• Records to use
************

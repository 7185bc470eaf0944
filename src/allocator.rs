use std::{cell::Cell, fmt::Debug, rc::Rc};

const DEFAULT_BLOCK_SIZE: usize = 64;

struct Arena {
    block_size: usize,
    records: Cell<usize>,
}

/// Handle to the backing store of a triangulation.
///
/// Nodes, triangles and links are stored in growable buffers. The allocator
/// decides how these buffers grow: they are always extended by whole blocks of
/// `block_size` records. It also keeps count of the records currently
/// reserved by all the triangulations sharing it, which is handy when
/// comparing the footprint of different meshes.
///
/// Cloning the handle shares the same arena. Use
/// [`CoherentTriangulation::clone_in`](crate::CoherentTriangulation::clone_in)
/// to copy a triangulation into a different arena.
#[derive(Clone)]
pub struct Allocator {
    arena: Rc<Arena>,
}

impl Default for Allocator {
    fn default() -> Self {
        Self::new()
    }
}

impl Debug for Allocator {
    fn fmt(&self, f: &mut std::fmt::Formatter<'_>) -> std::fmt::Result {
        f.debug_struct("Allocator")
            .field("block_size", &self.arena.block_size)
            .field("records", &self.arena.records.get())
            .finish()
    }
}

impl Allocator {
    pub fn new() -> Self {
        Self::with_block_size(DEFAULT_BLOCK_SIZE)
    }

    /// Create an allocator that grows buffers by `block_size` records at a
    /// time. A block size of zero is treated as one.
    pub fn with_block_size(block_size: usize) -> Self {
        Allocator {
            arena: Rc::new(Arena {
                block_size: block_size.max(1),
                records: Cell::new(0),
            }),
        }
    }

    pub fn block_size(&self) -> usize {
        self.arena.block_size
    }

    /// Number of records currently reserved through this allocator.
    pub fn records(&self) -> usize {
        self.arena.records.get()
    }

    /// Check if both handles refer to the same arena.
    pub fn is_same(&self, other: &Allocator) -> bool {
        Rc::ptr_eq(&self.arena, &other.arena)
    }

    /// Make room for at least `additional` more records in `buf`.
    pub(crate) fn reserve<T>(&self, buf: &mut Vec<T>, additional: usize) {
        let required = buf.len() + additional;
        if required <= buf.capacity() {
            return;
        }
        let block = self.arena.block_size;
        let target = required.div_ceil(block) * block;
        let before = buf.capacity();
        buf.reserve_exact(target - buf.len());
        self.arena
            .records
            .set(self.arena.records.get() + (buf.capacity() - before));
    }

    /// Push a record, growing the buffer by a block if it is full.
    pub(crate) fn push<T>(&self, buf: &mut Vec<T>, value: T) {
        self.reserve(buf, 1);
        buf.push(value);
    }

    /// Give back the storage of a buffer that is about to be dropped.
    pub(crate) fn release<T>(&self, buf: &Vec<T>) {
        self.arena
            .records
            .set(self.arena.records.get().saturating_sub(buf.capacity()));
    }
}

************

• Work item
Of the entries above, repeat exactly the lines between the line with "to the same arena." and the line with "pub(crate) fn reserve<T>(&self, buf: &mut", inclusive, and no others.

• Answer to this task
    /// Check if both handles refer to the same arena.
    pub fn is_same(&self, other: &Allocator) -> bool {
        Rc::ptr_eq(&self.arena, &other.arena)
    }

    /// Make room for at least `additional` more records in `buf`.
    pub(crate) fn reserve<T>(&self, buf: &mut Vec<T>, additional: usize) {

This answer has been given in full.